According to Kuljic, Tito denied the Eastern bloc's communism but remained a communist
himself (even communist dissenters of lower caliber were not after the rule of law and
multiparty system but after "true socialism"). "If undermining European
socialism from within rather than from without was an actual effect of dissent, then Tito,
a statesman known all over the world, was a nonpareil dissenter. In the West, they called
him a communist Martin Luther," says Kuljic.
Questioning of the "second" Yugoslavia begun offhandedly and
without a proper analysis. Today, hardly anyone recalls the Hague Conference in 1991 that
recognized the newly emerged states within the borders set by the 1974 Constitution.

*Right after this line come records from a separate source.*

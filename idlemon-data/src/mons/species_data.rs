use serde::{
    Deserialize,
    Serialize,
};
use thiserror::Error;

use crate::{
    LearnSet,
    PartialStatTable,
    Stat,
    StatTable,
    Type,
};

/// Error for a species record whose base stats do not define every stat.
#[derive(Error, Debug, Clone, PartialEq, Eq)]
#[error("{species} is missing base {missing}")]
pub struct IncompleteSpeciesDataError {
    pub species: String,
    pub missing: Stat,
}

/// A species record as exported by the catalog importer.
///
/// Base stats are loosely keyed. Converting into [`SpeciesData`] folds key aliases and checks that
/// all six stats exist.
#[derive(Debug, Clone, Deserialize)]
pub struct SpeciesRecord {
    pub pokedex_id: u32,
    pub name: String,
    pub types: Vec<Type>,
    pub base_stats: PartialStatTable,
    #[serde(default)]
    pub ability: String,
    #[serde(default)]
    pub hidden_ability: Option<String>,
    #[serde(default)]
    pub sprite: String,
    #[serde(default)]
    pub gender_rate: Option<i8>,
    #[serde(default)]
    pub has_gender_differences: bool,
    #[serde(default)]
    pub learnset: LearnSet,
}

impl TryFrom<SpeciesRecord> for SpeciesData {
    type Error = IncompleteSpeciesDataError;

    fn try_from(record: SpeciesRecord) -> Result<Self, Self::Error> {
        let base_stats =
            StatTable::complete(&record.base_stats).map_err(|err| IncompleteSpeciesDataError {
                species: record.name.clone(),
                missing: err.missing,
            })?;
        Ok(Self {
            pokedex_id: record.pokedex_id,
            name: record.name,
            types: record.types,
            base_stats,
            ability: record.ability,
            hidden_ability: record.hidden_ability,
            sprite: record.sprite,
            gender_rate: record.gender_rate,
            has_gender_differences: record.has_gender_differences,
            learnset: record.learnset,
        })
    }
}

/// Data about a particular species.
///
/// Species data is common to all Mons of a given species and never changes after import. Data
/// about a specific Mon (such as its nature, stats, or level) does not belong here.
#[derive(Debug, Clone, PartialEq, Serialize, Deserialize)]
#[serde(try_from = "SpeciesRecord")]
pub struct SpeciesData {
    /// National Pokédex number, unique across all species.
    pub pokedex_id: u32,
    /// Display name.
    pub name: String,
    /// Elemental types, primary first.
    pub types: Vec<Type>,
    /// Base stats.
    pub base_stats: StatTable,
    /// Primary ability.
    pub ability: String,
    /// Hidden ability, if it exists.
    pub hidden_ability: Option<String>,
    /// Sprite path.
    pub sprite: String,
    /// Gender rate, in eighths of the population that is female.
    ///
    /// There are three special values:
    /// - -1 = genderless
    /// - 0 = male only
    /// - 8 = female only
    ///
    /// Absent until gender data has been imported for the species.
    pub gender_rate: Option<i8>,
    /// Do male and female Mons look different?
    pub has_gender_differences: bool,
    /// Learnset, which contains all moves this species can learn.
    pub learnset: LearnSet,
}

impl SpeciesData {
    /// The primary type of the species.
    pub fn primary_type(&self) -> Option<Type> {
        self.types.first().cloned()
    }
}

Serbia turned down the confederal solution the conference offered to all ex-Yugoslav
republics. And Serbia would have benefited the most from the said solution. Now, twenty
years later, having traveled the course it once denied Serbia has found itself within its
republican borders but without Kosovo. The 1974 Constitution actually provided statehood
and borders to all the newly emerged states, including Kosovo. The "second"
Yugoslavia has found an optimum for Yugoslav peoples, the solution searched for throughout
20th century.
The "second" Yugoslavia played a major role in the
international relations. Together with Nehru and Nasser, Tito created the Non-aligned
Movement to counteract the aspirations of two predominant global blocs. Tito's role was
crucial for the Movement's keeping Moscow at arm's length, while Moscow wanted to present
itself as a natural ally of non-aligned countries. He was old and already in poor health
in 1978 when he traveled all the way to Cuba to prevent Russian monopoly over the
non-aligned summit meeting. The West - and US in particular - backed his attitude.
Yugoslavia was a major mediator between the two blocs in European forums such as the UN
Economic Commission for Europe in Geneva. For 21 years have Yugoslavia's representatives
(Vlatko Velebit and Janez Stanovnik) acted as secretary generals of the Commission.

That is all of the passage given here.